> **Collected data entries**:
"""

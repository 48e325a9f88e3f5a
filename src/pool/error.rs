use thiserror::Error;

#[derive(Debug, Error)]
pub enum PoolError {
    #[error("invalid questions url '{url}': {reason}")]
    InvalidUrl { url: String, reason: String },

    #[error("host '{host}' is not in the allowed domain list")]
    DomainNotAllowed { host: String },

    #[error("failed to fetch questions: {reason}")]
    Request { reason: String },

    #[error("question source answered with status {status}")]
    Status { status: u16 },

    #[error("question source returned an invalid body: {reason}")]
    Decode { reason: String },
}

"""

An exact copy of all the records is the expected answer.

repository 48e325a9f88e3f5a
filename src/pool/error.rs
use thiserror::Error;

#[derive(Debug, Error)]
pub enum PoolError {
    #[error("invalid questions url '{url}': {reason}")]
    InvalidUrl { url: String, reason: String },

    #[error("host '{host}' is not in the allowed domain list")]
    DomainNotAllowed { host: String },

    #[error("failed to fetch questions: {reason}")]
    Request { reason: String },

    #[error("question source answered with status {status}")]
    Status { status: u16 },

    #[error("question source returned an invalid body: {reason}")]
    Decode { reason: String },
}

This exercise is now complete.